On Chanukah, as we light candles into the deepest dark of the winter, we can also take some time to light an internal candle into the darkest parts of our inner lives, into the places that hold sadness and loneliness and despair and grief, the parts that see the dark side of the world, the parts that ache with old and new wounds. Chanukah teaches us of our capacity to enter those places, like a shadowy cave or a dreary house, to hold up a lantern, a nes – literally meaning “banner” – a signpost of hope, and to say to the little ones inside us who live in those dark places: I see you and I am here with you. You are not alone in the dark.
What is this light? Where does it come from? The light that you shine into these dark places is both your own presence and God’s presence, the inner point where the two meet and are one. It is the divine light that flows through you, the particular color of the divine that wants to manifest through your existence.
On Chanukah we have special access to this inner divine light. Chanukah light is no ordinary light, by which we might count coins or do worldly business. Kodesh hem – we say of the Chanukah candles. “They are holy.” The Chanukah light remembers and therefore partakes of the sacred light of the Temple, of the menorah and of the ner tamid, the eternal light. The Chanukah light is also understood to be the or haganuz, the original divine light of creation that God saw was too sacred for the world and therefore hid away for the righteous. Where did God hide this light? Inside each one of us. We are the righteous for whom it was saved. Or perhaps better, we become the righteous for whom it was saved by finding it inside and using it to light up the dark.
Hidden, ganuz, inside each of us is this eternal light that cannot be dimmed. At times this light becomes so covered over that we may not even know it is there. We may need to search hard to find it, like the Maccabees searched for that one last jug of pure oil. The last vestige of this sacred light inside may also be lost and hidden from sight, but always there remains a little jug, a remnant..
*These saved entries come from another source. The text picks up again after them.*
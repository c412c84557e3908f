// ============================================================================
// Strict linting - Dangerous or non-idiomatic practices are forbidden
// ============================================================================

#![deny(unsafe_code)]                 // Unsafe code is forbidden
#![deny(missing_docs)]                // All public items must be documented
#![deny(dead_code)]                   // Unused code is forbidden
#![deny(non_camel_case_types)]        // Types must follow CamelCase convention

// Additional strictness - Leave nothing unchecked
#![deny(unused_imports)]              // Unused imports are forbidden
#![deny(unused_variables)]            // Unused variables are forbidden
#![deny(unused_must_use)]             // Must handle Result and Option explicitly
#![deny(non_snake_case)]              // Variables and functions must be snake_case
#![deny(non_upper_case_globals)]      // Constants must be UPPER_CASE
#![deny(nonstandard_style)]           // Non-standard code style is forbidden
#![forbid(unsafe_op_in_unsafe_fn)]    // Unsafe ops in unsafe fns are forbidden

// Clippy lints (warnings only)
#![warn(clippy::all)]                 // All standard Clippy lints
#![warn(clippy::pedantic)]            // Very strict Clippy lints
#![warn(clippy::nursery)]             // Experimental lints
#![warn(clippy::unwrap_used)]         // unwrap() warning
#![warn(clippy::expect_used)]         // expect() warning
#![warn(clippy::panic)]               // panic!() warning
#![warn(clippy::print_stdout)]        // println!() warning
#![warn(clippy::todo)]                // TODO warning
#![warn(clippy::unimplemented)]       // unimplemented!() warning
#![warn(clippy::missing_const_for_fn)] // Force const when possible
#![warn(clippy::unwrap_in_result)]    // unwrap() in Result warning
#![warn(clippy::module_inception)]    // Module with same name as crate warning
#![warn(clippy::redundant_clone)]     // Useless clones warning
#![warn(clippy::shadow_unrelated)]    // Shadowing unrelated variables warning
#![warn(clippy::too_many_arguments)]  // Limit function arguments
#![warn(clippy::cognitive_complexity)] // Limit cognitive complexity

// Safety and robustness lints
#![deny(overflowing_literals)]        // Overflowing literals are forbidden
#![deny(arithmetic_overflow)]         // Arithmetic overflow is forbidden

// ============================================================================
// Crate Documentation
// ============================================================================

//! # attrplan
//!
//! Plan-time reconciliation rules for computed attributes of declarative
//! infrastructure resources.
//!
//! ## Overview
//!
//! A host engine proposes a tentative plan for each resource instance. Some
//! attributes are computed by the remote system and need help before that
//! plan can be trusted:
//!
//! - Volatile fields (timestamps, server-managed status) change on every
//!   write, so they must read as unknown whenever the resource is updated
//! - Optional computed blocks that the server left unset must stay null
//!   across plans instead of turning into a perpetual diff
//!
//! ## Architecture
//!
//! 1. **Schema**: `attrplan.schema.yaml` declares resource types, their
//!    attributes and the ordered plan modifiers for each attribute
//! 2. **Recorded state**: the last applied values, read from a state store
//! 3. **Planner**: runs every modifier chain over the tentative plan and
//!    classifies what changed
//!
//! ## Modules
//!
//! - [`value`]: Tri-state attribute values and their shapes
//! - [`modifier`]: Plan modifiers and modifier chains
//! - [`schema`]: Schema parsing and validation
//! - [`state`]: Recorded state and plan documents
//! - [`planner`]: Plan engine and change detection
//! - [`cli`]: Command-line interface
//!
//! ## Example
//!
//! ```yaml
//! provider: signoz
//! resources:
//!   - type: signoz_alert
//!     attributes:
//!       - name: state
//!         shape: scalar
//!         computed: true
//!         plan_modifiers:
//!           - use_unknown_on_update
//!       - name: evaluation
//!         shape: structured
//!         optional: true
//!         computed: true
//!         plan_modifiers:
//!           - use_state_for_unknown_including_null
//! ```

// ============================================================================
// Modules
// ============================================================================

pub mod cli;
pub mod error;
pub mod modifier;
pub mod planner;
pub mod schema;
pub mod state;
pub mod value;

// ============================================================================
// Re-exports
// ============================================================================

pub use cli::{Cli, Commands, OutputFormatter};
pub use error::{AttrPlanError, Result};
pub use modifier::{
    ModifierChain, ModifyRequest, ModifyResponse, PlanModifier, RuleKind, UseStateForUnknown,
    UseStateForUnknownIncludingNull, UseUnknownOnUpdate,
};
pub use planner::{PlanAction, PlanEngine, ProviderPlan, ResourceInstance, ResourcePlan};
pub use schema::{ProviderSchema, SchemaParser, SchemaValidator};
pub use state::{LocalStateStore, PlanDocument, StateDocument, StateStore};
pub use value::{AttributeShape, AttributeValue, ObjectValue, ShapeKind};
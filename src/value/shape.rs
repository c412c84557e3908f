//! Value shapes.
//!
//! Rules are written once against [`AttributeShape`] and bound to the scalar
//! (`String`) and structured ([`ObjectValue`]) shapes.

use serde::{Deserialize, Serialize};
use serde_json::{Map, Value};

/// A structured, object-like attribute value.
pub type ObjectValue = Map<String, Value>;

/// The declared shape of an attribute.
#[derive(Debug, Clone, Copy, Serialize, Deserialize, PartialEq, Eq, Hash)]
#[serde(rename_all = "lowercase")]
pub enum ShapeKind {
    /// String-like scalar value.
    Scalar,
    /// Nested object value.
    Structured,
}

/// A value shape that rules can be parametrized over.
pub trait AttributeShape: Clone + PartialEq + std::fmt::Debug + Send + Sync + 'static {
    /// The declared shape this type binds to.
    const KIND: ShapeKind;

    /// Converts from JSON, returning the input unchanged if it has the wrong shape.
    ///
    /// # Errors
    ///
    /// Returns the original value when it is not of this shape.
    fn from_json(value: Value) -> std::result::Result<Self, Value>;

    /// Converts to JSON.
    fn to_json(&self) -> Value;
}

impl AttributeShape for String {
    const KIND: ShapeKind = ShapeKind::Scalar;

    fn from_json(value: Value) -> std::result::Result<Self, Value> {
        match value {
            Value::String(s) => Ok(s),
            other => Err(other),
        }
    }

    fn to_json(&self) -> Value {
        Value::String(self.clone())
    }
}

impl AttributeShape for ObjectValue {
    const KIND: ShapeKind = ShapeKind::Structured;

    fn from_json(value: Value) -> std::result::Result<Self, Value> {
        match value {
            Value::Object(map) => Ok(map),
            other => Err(other),
        }
    }

    fn to_json(&self) -> Value {
        Value::Object(self.clone())
    }
}

/// Names the JSON kind of a value, for error messages.
#[must_use]
pub const fn json_kind(value: &Value) -> &'static str {
    match value {
        Value::Null => "null",
        Value::Bool(_) => "bool",
        Value::Number(_) => "number",
        Value::String(_) => "string",
        Value::Array(_) => "array",
        Value::Object(_) => "object",
    }
}

impl ShapeKind {
    /// The JSON kind this shape expects.
    #[must_use]
    pub const fn json_kind(self) -> &'static str {
        match self {
            Self::Scalar => "string",
            Self::Structured => "object",
        }
    }
}

impl std::fmt::Display for ShapeKind {
    fn fmt(&self, f: &mut std::fmt::Formatter<'_>) -> std::fmt::Result {
        let s = match self {
            Self::Scalar => "scalar",
            Self::Structured => "structured",
        };
        write!(f, "{s}")
    }
}

#[cfg(test)]
mod tests {
    use super::*;
    use serde_json::json;

    #[test]
    fn test_shape_kinds() {
        assert_eq!(<String as AttributeShape>::KIND, ShapeKind::Scalar);
        assert_eq!(<ObjectValue as AttributeShape>::KIND, ShapeKind::Structured);
    }

    #[test]
    fn test_object_rejects_scalar() {
        assert_eq!(ObjectValue::from_json(json!("5m")), Err(json!("5m")));
        assert_eq!(json_kind(&json!("5m")), "string");
    }

    #[test]
    fn test_shape_kind_yaml_names() {
        let kind: ShapeKind = serde_yaml::from_str("structured").unwrap();
        assert_eq!(kind, ShapeKind::Structured);
        assert_eq!(kind.json_kind(), "object");
    }
}
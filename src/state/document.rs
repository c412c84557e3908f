//! Reading and writing JSON plan documents.

use serde::Serialize;
use std::ffi::OsStr;
use std::path::{Path, PathBuf};
use tokio::fs;
use tokio::io::AsyncWriteExt;
use tracing::{debug, info};

use crate::error::{AttrPlanError, Result, StateError};

use super::types::PlanDocument;

/// Loads a tentative plan document.
///
/// # Errors
///
/// Returns an error if the file is missing or cannot be parsed.
pub async fn load_plan_document(path: &Path) -> Result<PlanDocument> {
    if !path.exists() {
        return Err(AttrPlanError::State(StateError::NotFound {
            path: path.to_path_buf(),
        }));
    }

    info!("Loading tentative plan from: {}", path.display());

    let content = fs::read_to_string(path).await.map_err(|e| {
        AttrPlanError::State(StateError::corrupted(format!(
            "Failed to read plan file: {e}"
        )))
    })?;

    serde_json::from_str(&content).map_err(|e| {
        AttrPlanError::State(StateError::corrupted(format!(
            "Failed to parse plan file: {e}"
        )))
    })
}

/// Writes a document as pretty JSON through a temporary file and a rename.
///
/// # Errors
///
/// Returns an error if serialization or any filesystem step fails.
pub async fn write_json_atomic<T: Serialize + Sync>(path: &Path, document: &T) -> Result<()> {
    if let Some(parent) = path.parent().filter(|p| !p.as_os_str().is_empty()) {
        if !parent.exists() {
            debug!("Creating directory: {}", parent.display());
            fs::create_dir_all(parent).await?;
        }
    }

    let content = serde_json::to_string_pretty(document).map_err(|e| {
        AttrPlanError::State(StateError::serialization(format!(
            "Failed to serialize document: {e}"
        )))
    })?;

    let temp_path = temp_path_for(path);

    let written = match write_synced(&temp_path, content.as_bytes()).await {
        Ok(()) => fs::rename(&temp_path, path).await,
        Err(e) => Err(e),
    };

    if let Err(e) = written {
        if let Err(cleanup) = fs::remove_file(&temp_path).await {
            debug!("Could not remove {}: {cleanup}", temp_path.display());
        }
        return Err(e.into());
    }

    debug!("Wrote {}", path.display());
    Ok(())
}

/// Sibling path used while writing, always distinct from `path`.
fn temp_path_for(path: &Path) -> PathBuf {
    let mut name = path
        .file_name()
        .map(OsStr::to_os_string)
        .unwrap_or_default();
    name.push(".tmp");
    path.with_file_name(name)
}

async fn write_synced(path: &Path, bytes: &[u8]) -> std::io::Result<()> {
    let mut file = fs::File::create(path).await?;
    file.write_all(bytes).await?;
    file.sync_all().await
}
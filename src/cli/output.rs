//! Output formatting for CLI commands.
//!
//! This module provides formatting utilities for displaying
//! information to the user in various formats.

use colored::Colorize;
use std::fmt::Write;
use tabled::{Table, Tabled};

use crate::modifier::RuleKind;
use crate::planner::{ChangeKind, PlanAction, ProviderPlan};
use crate::schema::{ProviderSchema, ValidationResult};

use super::commands::OutputFormat;

/// Output formatter for CLI.
#[derive(Debug)]
pub struct OutputFormatter {
    /// Output format.
    format: OutputFormat,
}

/// Resource row for table display.
#[derive(Tabled)]
struct ResourceRow {
    #[tabled(rename = "#")]
    index: usize,
    #[tabled(rename = "Action")]
    action: String,
    #[tabled(rename = "Resource")]
    resource: String,
    #[tabled(rename = "Known after apply")]
    known_after_apply: String,
}

/// Rule row for table display.
#[derive(Tabled)]
struct RuleRow {
    #[tabled(rename = "Rule")]
    name: String,
    #[tabled(rename = "Description")]
    description: String,
}

impl OutputFormatter {
    /// Creates a new output formatter.
    #[must_use]
    pub const fn new(format: OutputFormat) -> Self {
        Self { format }
    }

    /// Formats a final plan for display.
    #[must_use]
    pub fn format_plan(&self, plan: &ProviderPlan, detailed: bool) -> String {
        match self.format {
            OutputFormat::Json => serde_json::to_string_pretty(plan).unwrap_or_default(),
            OutputFormat::Text => Self::format_plan_text(plan, detailed),
        }
    }

    /// Formats a plan as text.
    fn format_plan_text(plan: &ProviderPlan, detailed: bool) -> String {
        let mut output = String::new();

        let id = plan.id.to_string();
        let _ = write!(
            output,
            "\nPlan {} for provider {}\n\n",
            &id[..8],
            plan.provider
        );

        if plan.resources.is_empty() {
            output.push_str("   No resources in plan.\n");
            return output;
        }

        let rows: Vec<ResourceRow> = plan
            .resources
            .iter()
            .enumerate()
            .map(|(i, r)| ResourceRow {
                index: i + 1,
                action: Self::format_action(r.action),
                resource: r.address.clone(),
                known_after_apply: Self::truncate(&r.known_after_apply().join(", "), 40),
            })
            .collect();

        output.push_str(&Table::new(rows).to_string());
        output.push('\n');

        for resource in &plan.resources {
            let changes: Vec<_> = resource
                .changes
                .iter()
                .filter(|c| detailed || c.kind != ChangeKind::Unchanged)
                .collect();
            if changes.is_empty() {
                continue;
            }

            let _ = writeln!(output, "\n  {} ({})", resource.address, resource.resource_type);
            for change in changes {
                let line = change.to_string();
                let line = match change.kind {
                    ChangeKind::Set => line.green().to_string(),
                    ChangeKind::Updated => line.yellow().to_string(),
                    ChangeKind::KnownAfterApply | ChangeKind::Unchanged => line.dimmed().to_string(),
                };
                let _ = writeln!(output, "      {line}");
            }
        }

        if plan.is_empty() {
            let _ = write!(
                output,
                "\n{} No changes required - recorded state matches the plan.\n",
                "✓".green()
            );
        } else {
            let _ = write!(
                output,
                "\nPlan: {} to create, {} to update, {} unchanged\n",
                plan.count(PlanAction::Create).to_string().green(),
                plan.count(PlanAction::Update).to_string().yellow(),
                plan.count(PlanAction::NoOp)
            );
        }

        output
    }

    /// Formats the list of available rules.
    #[must_use]
    pub fn format_rules(&self) -> String {
        match self.format {
            OutputFormat::Json => {
                let rules: Vec<_> = RuleKind::ALL
                    .iter()
                    .map(|k| serde_json::json!({ "name": k.name(), "description": k.description() }))
                    .collect();
                serde_json::to_string_pretty(&rules).unwrap_or_default()
            }
            OutputFormat::Text => {
                let rows: Vec<RuleRow> = RuleKind::ALL
                    .iter()
                    .map(|k| RuleRow {
                        name: k.name().to_string(),
                        description: k.description().to_string(),
                    })
                    .collect();
                format!("{}\n", Table::new(rows))
            }
        }
    }

    /// Formats a schema validation summary.
    #[must_use]
    pub fn format_validation(
        &self,
        schema: &ProviderSchema,
        result: &ValidationResult,
        show_warnings: bool,
    ) -> String {
        match self.format {
            OutputFormat::Json => serde_json::to_string_pretty(&serde_json::json!({
                "valid": result.is_valid(),
                "provider": schema.provider,
                "resources": schema.resources.len(),
                "attributes": schema.attribute_count(),
                "plan_modifiers": schema.modifier_count(),
                "warnings": result.warnings,
            }))
            .unwrap_or_default(),
            OutputFormat::Text => {
                let mut output = if result.is_valid() {
                    format!("{} Schema is valid!\n", "✓".green())
                } else {
                    format!("{} Schema has {} errors\n", "✗".red(), result.error_count())
                };

                for error in &result.errors {
                    let _ = writeln!(output, "   - {error}");
                }

                if show_warnings && result.warning_count() > 0 {
                    let _ = write!(output, "\n{} Warnings:\n", "⚠".yellow());
                    for warning in &result.warnings {
                        let _ = writeln!(output, "   - {warning}");
                    }
                }

                let _ = write!(output, "\nSchema summary:\n");
                let _ = writeln!(output, "  Provider: {}", schema.provider);
                let _ = writeln!(output, "  Resource types: {}", schema.resources.len());
                let _ = writeln!(output, "  Attributes: {}", schema.attribute_count());
                let _ = writeln!(output, "  Plan modifiers: {}", schema.modifier_count());
                output
            }
        }
    }

    /// Formats an action with color.
    fn format_action(action: PlanAction) -> String {
        match action {
            PlanAction::Create => "+create".green().to_string(),
            PlanAction::Update => "~update".yellow().to_string(),
            PlanAction::NoOp => "no-op".dimmed().to_string(),
        }
    }

    /// Truncates a string to a maximum number of characters.
    fn truncate(s: &str, max_len: usize) -> String {
        if s.chars().count() <= max_len {
            s.to_string()
        } else {
            let head: String = s.chars().take(max_len.saturating_sub(3)).collect();
            format!("{head}...")
        }
    }
}
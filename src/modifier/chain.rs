//! Ordered modifier lists.

use tracing::debug;

use super::{ModifyRequest, ModifyResponse, PlanModifier};
use crate::value::{AttributeShape, AttributeValue};

/// The modifiers registered for one attribute, in execution order.
///
/// Each modifier sees the value produced by the one before it, so a later
/// modifier can override an earlier one.
pub struct ModifierChain<T: AttributeShape> {
    /// Modifiers in execution order.
    modifiers: Vec<Box<dyn PlanModifier<T>>>,
}

impl<T: AttributeShape> ModifierChain<T> {
    /// Creates an empty chain.
    #[must_use]
    pub const fn new() -> Self {
        Self {
            modifiers: Vec::new(),
        }
    }

    /// Appends a modifier and returns the chain.
    #[must_use]
    pub fn with(mut self, modifier: impl PlanModifier<T> + 'static) -> Self {
        self.modifiers.push(Box::new(modifier));
        self
    }

    /// Appends a boxed modifier.
    pub fn push(&mut self, modifier: Box<dyn PlanModifier<T>>) {
        self.modifiers.push(modifier);
    }

    /// Returns the modifier names in execution order.
    #[must_use]
    pub fn names(&self) -> Vec<&'static str> {
        self.modifiers.iter().map(|m| m.name()).collect()
    }

    /// Runs every modifier in order and returns the final planned value.
    ///
    /// `prior` is `None` when the resource is being created.
    pub fn run(
        &self,
        path: &str,
        prior: Option<&AttributeValue<T>>,
        tentative: AttributeValue<T>,
    ) -> AttributeValue<T> {
        let null = AttributeValue::Null;
        let state_value = prior.unwrap_or(&null);
        let mut planned = tentative;

        for modifier in &self.modifiers {
            let req = ModifyRequest {
                path,
                prior_state_is_null: prior.is_none(),
                state_value,
                plan_value: &planned,
            };
            let mut resp = ModifyResponse::unchanged(&req);
            modifier.modify(&req, &mut resp);

            if resp.plan_value != planned {
                debug!(
                    "{} revised {path}: {} -> {}",
                    modifier.name(),
                    planned.state_name(),
                    resp.plan_value.state_name()
                );
            }
            planned = resp.plan_value;
        }

        planned
    }
}

impl<T: AttributeShape> Default for ModifierChain<T> {
    fn default() -> Self {
        Self::new()
    }
}

impl<T: AttributeShape> std::fmt::Debug for ModifierChain<T> {
    fn fmt(&self, f: &mut std::fmt::Formatter<'_>) -> std::fmt::Result {
        f.debug_list().entries(self.names()).finish()
    }
}
//! Document types for recorded state and tentative plans.
//!
//! Recorded state holds plain JSON values, since nothing in it can still be
//! undetermined. Tentative plans hold tagged values so that `null` and
//! unknown stay distinguishable.

use chrono::{DateTime, Utc};
use serde::{Deserialize, Serialize};
use serde_json::Value;
use std::collections::BTreeMap;

use crate::value::AttributeValue;

/// Current version of the state format.
pub const STATE_VERSION: &str = "1";

/// Recorded attribute values for one resource instance.
pub type RecordedResource = BTreeMap<String, Value>;

/// The complete recorded state.
#[derive(Debug, Clone, Serialize, Deserialize, PartialEq)]
pub struct StateDocument {
    /// State format version.
    pub version: String,
    /// Incremented by the writer every time the state is written.
    #[serde(default)]
    pub serial: u64,
    /// When the state was last written.
    #[serde(default)]
    pub last_updated: Option<DateTime<Utc>>,
    /// Recorded resources by address.
    #[serde(default)]
    pub resources: BTreeMap<String, RecordedResource>,
}

/// The tentative plan proposed by the host engine.
#[derive(Debug, Clone, Serialize, Deserialize, PartialEq, Eq, Default)]
pub struct PlanDocument {
    /// Planned resources by address.
    #[serde(default)]
    pub resources: BTreeMap<String, PlannedResource>,
}

/// One resource in a tentative plan.
#[derive(Debug, Clone, Serialize, Deserialize, PartialEq, Eq)]
pub struct PlannedResource {
    /// Resource type, as declared in the schema.
    #[serde(rename = "type")]
    pub resource_type: String,
    /// Tentative attribute values.
    #[serde(default)]
    pub attributes: BTreeMap<String, AttributeValue<Value>>,
}

impl StateDocument {
    /// Creates an empty state document.
    #[must_use]
    pub fn new() -> Self {
        Self {
            version: STATE_VERSION.to_string(),
            serial: 0,
            last_updated: None,
            resources: BTreeMap::new(),
        }
    }

    /// Gets the recorded values for a resource address.
    ///
    /// `None` means the resource has never been applied.
    #[must_use]
    pub fn resource(&self, address: &str) -> Option<&RecordedResource> {
        self.resources.get(address)
    }
}

impl Default for StateDocument {
    fn default() -> Self {
        Self::new()
    }
}

impl PlanDocument {
    /// Adds a resource to the plan and returns the document.
    #[must_use]
    pub fn with_resource(mut self, address: impl Into<String>, resource: PlannedResource) -> Self {
        self.resources.insert(address.into(), resource);
        self
    }
}

impl PlannedResource {
    /// Creates an empty planned resource of the given type.
    #[must_use]
    pub fn new(resource_type: impl Into<String>) -> Self {
        Self {
            resource_type: resource_type.into(),
            attributes: BTreeMap::new(),
        }
    }

    /// Sets a tentative attribute value and returns the resource.
    #[must_use]
    pub fn with(mut self, name: impl Into<String>, value: AttributeValue<Value>) -> Self {
        self.attributes.insert(name.into(), value);
        self
    }
}
//! Change detection between recorded state and the final plan.
//!
//! Unknown values are excluded from comparison: an attribute that will only
//! be known after apply is reported as such but never marks a resource as
//! changed on its own.

use serde::Serialize;
use serde_json::Value;
use std::collections::BTreeMap;

use crate::state::RecordedResource;
use crate::value::AttributeValue;

/// Classification of a single attribute in the final plan.
#[derive(Debug, Clone, Copy, PartialEq, Eq, Serialize)]
#[serde(rename_all = "snake_case")]
pub enum ChangeKind {
    /// Same value as recorded.
    Unchanged,
    /// First value for a new resource.
    Set,
    /// Differs from the recorded value.
    Updated,
    /// Decided at apply time.
    KnownAfterApply,
}

/// Change detail for one attribute.
#[derive(Debug, Clone, PartialEq, Eq, Serialize)]
pub struct AttributeChange {
    /// Attribute name.
    pub name: String,
    /// Type of change.
    pub kind: ChangeKind,
    /// Recorded value, if the resource has been applied before.
    pub before: Option<AttributeValue<Value>>,
    /// Final planned value.
    pub after: AttributeValue<Value>,
}

/// What the plan will do to a resource.
#[derive(Debug, Clone, Copy, PartialEq, Eq, Serialize)]
#[serde(rename_all = "snake_case")]
pub enum PlanAction {
    /// Resource will be created.
    Create,
    /// Resource will be updated in place.
    Update,
    /// Nothing to do.
    NoOp,
}

/// Computes per-attribute changes for one resource.
///
/// `prior` is `None` for a resource that has never been applied. Changes are
/// returned in the order of `names`.
#[must_use]
pub fn detect_changes(
    prior: Option<&RecordedResource>,
    names: &[&str],
    planned: &BTreeMap<String, AttributeValue<Value>>,
) -> (PlanAction, Vec<AttributeChange>) {
    let mut changes = Vec::with_capacity(names.len());

    for name in names {
        let Some(after) = planned.get(*name) else {
            continue;
        };
        let before = prior.map(|recorded| {
            recorded
                .get(*name)
                .cloned()
                .map_or(AttributeValue::Null, AttributeValue::from_recorded)
        });

        let kind = match (&before, after) {
            (_, AttributeValue::Unknown) => ChangeKind::KnownAfterApply,
            (None, _) => ChangeKind::Set,
            (Some(b), a) if b == a => ChangeKind::Unchanged,
            (Some(_), _) => ChangeKind::Updated,
        };

        changes.push(AttributeChange {
            name: (*name).to_string(),
            kind,
            before,
            after: after.clone(),
        });
    }

    let action = if prior.is_none() {
        PlanAction::Create
    } else if changes.iter().any(|c| c.kind == ChangeKind::Updated) {
        PlanAction::Update
    } else {
        PlanAction::NoOp
    };

    (action, changes)
}

impl std::fmt::Display for PlanAction {
    fn fmt(&self, f: &mut std::fmt::Formatter<'_>) -> std::fmt::Result {
        let s = match self {
            Self::Create => "create",
            Self::Update => "update",
            Self::NoOp => "no-op",
        };
        write!(f, "{s}")
    }
}

impl std::fmt::Display for AttributeChange {
    fn fmt(&self, f: &mut std::fmt::Formatter<'_>) -> std::fmt::Result {
        match (self.kind, &self.before) {
            (ChangeKind::Updated, Some(before)) => {
                write!(f, "~ {} = {} -> {}", self.name, before, self.after)
            }
            (ChangeKind::Set, _) => write!(f, "+ {} = {}", self.name, self.after),
            _ => write!(f, "  {} = {}", self.name, self.after),
        }
    }
}

#[cfg(test)]
mod tests {
    use super::*;
    use serde_json::json;

    fn recorded(pairs: &[(&str, Value)]) -> RecordedResource {
        pairs
            .iter()
            .map(|(k, v)| ((*k).to_string(), v.clone()))
            .collect()
    }

    fn planned(pairs: &[(&str, AttributeValue<Value>)]) -> BTreeMap<String, AttributeValue<Value>> {
        pairs
            .iter()
            .map(|(k, v)| ((*k).to_string(), v.clone()))
            .collect()
    }

    #[test]
    fn test_new_resource_is_create() {
        let plan = planned(&[
            ("alert", AttributeValue::Known(json!("High CPU"))),
            ("state", AttributeValue::Unknown),
        ]);

        let (action, changes) = detect_changes(None, &["alert", "state"], &plan);
        assert_eq!(action, PlanAction::Create);
        assert_eq!(changes[0].kind, ChangeKind::Set);
        assert_eq!(changes[1].kind, ChangeKind::KnownAfterApply);
        assert!(changes[0].before.is_none());
    }

    #[test]
    fn test_unknown_does_not_trigger_update() {
        let prior = recorded(&[("state", json!("inactive")), ("evaluation", Value::Null)]);
        let plan = planned(&[
            ("state", AttributeValue::Unknown),
            ("evaluation", AttributeValue::Null),
        ]);

        let (action, changes) = detect_changes(Some(&prior), &["state", "evaluation"], &plan);
        assert_eq!(action, PlanAction::NoOp);
        assert_eq!(changes[0].kind, ChangeKind::KnownAfterApply);
        assert_eq!(changes[1].kind, ChangeKind::Unchanged);
    }

    #[test]
    fn test_edited_value_is_update() {
        let prior = recorded(&[("evaluation", json!({"window": "5m"}))]);
        let plan = planned(&[("evaluation", AttributeValue::Known(json!({"window": "10m"})))]);

        let (action, changes) = detect_changes(Some(&prior), &["evaluation"], &plan);
        assert_eq!(action, PlanAction::Update);
        assert_eq!(changes[0].kind, ChangeKind::Updated);
        assert_eq!(
            changes[0].to_string(),
            r#"~ evaluation = {"window":"5m"} -> {"window":"10m"}"#
        );
    }

    #[test]
    fn test_null_to_known_is_update() {
        let prior = recorded(&[("description", Value::Null)]);
        let plan = planned(&[("description", AttributeValue::Known(json!("cpu above 90%")))]);

        let (action, _) = detect_changes(Some(&prior), &["description"], &plan);
        assert_eq!(action, PlanAction::Update);
    }
}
Sometimes it is precisely in the darkest moments, like at this time of year, or at our lowest emotional points, that we do get a glimpse of this or haganuz inside us. It is as if the light is called forth by the darkness, as if the dark is asking for it, desperately asking for it in all its suffering, and through this asking, through this desire, the or haganuz is drawn out of its hiding place. Included in the ache is its solution.
But it takes practice. It takes practice not to be swallowed up by the darkness, but to allow the darkness to call forth our inner light. And so we practice. Night after night, we practice. The word Chanukah is related to the word chinukh, education. We educate ourselves, we learn to cultivate this light inside us in the face of the darkness, to practice and learn how to do this, how to find our or haganuz in the dead of our inner and outer winter.
And as we practice, each night we do get a little stronger, a little more confident in our ability to find the hidden light, each night a little more sure that, though it is hidden, it is still there, each night able to shine our hidden light a little more brightly.
And maybe slowly, over time, over eight days and over a lifetime, we become more whole through this process. We don’t so much banish the darkness as learn to sit in it, learn to accompany it with our light, learn to hold both at once inside us, both the throbbing of the pain and the comfort of the light, trusting both and living in their wholeness.
And maybe also, as our light grows, it goes outward, too. It begins to reach others in their dark places. It stands as a nes, a banner, a signpost, a lighthouse, each of us reminding one another of the way home through the darkness, seeing one another’s or haganuz, like candles in a window, and remembering our own, finding it again and again, that little jug of oil that is never entirely lost and is somehow always enough.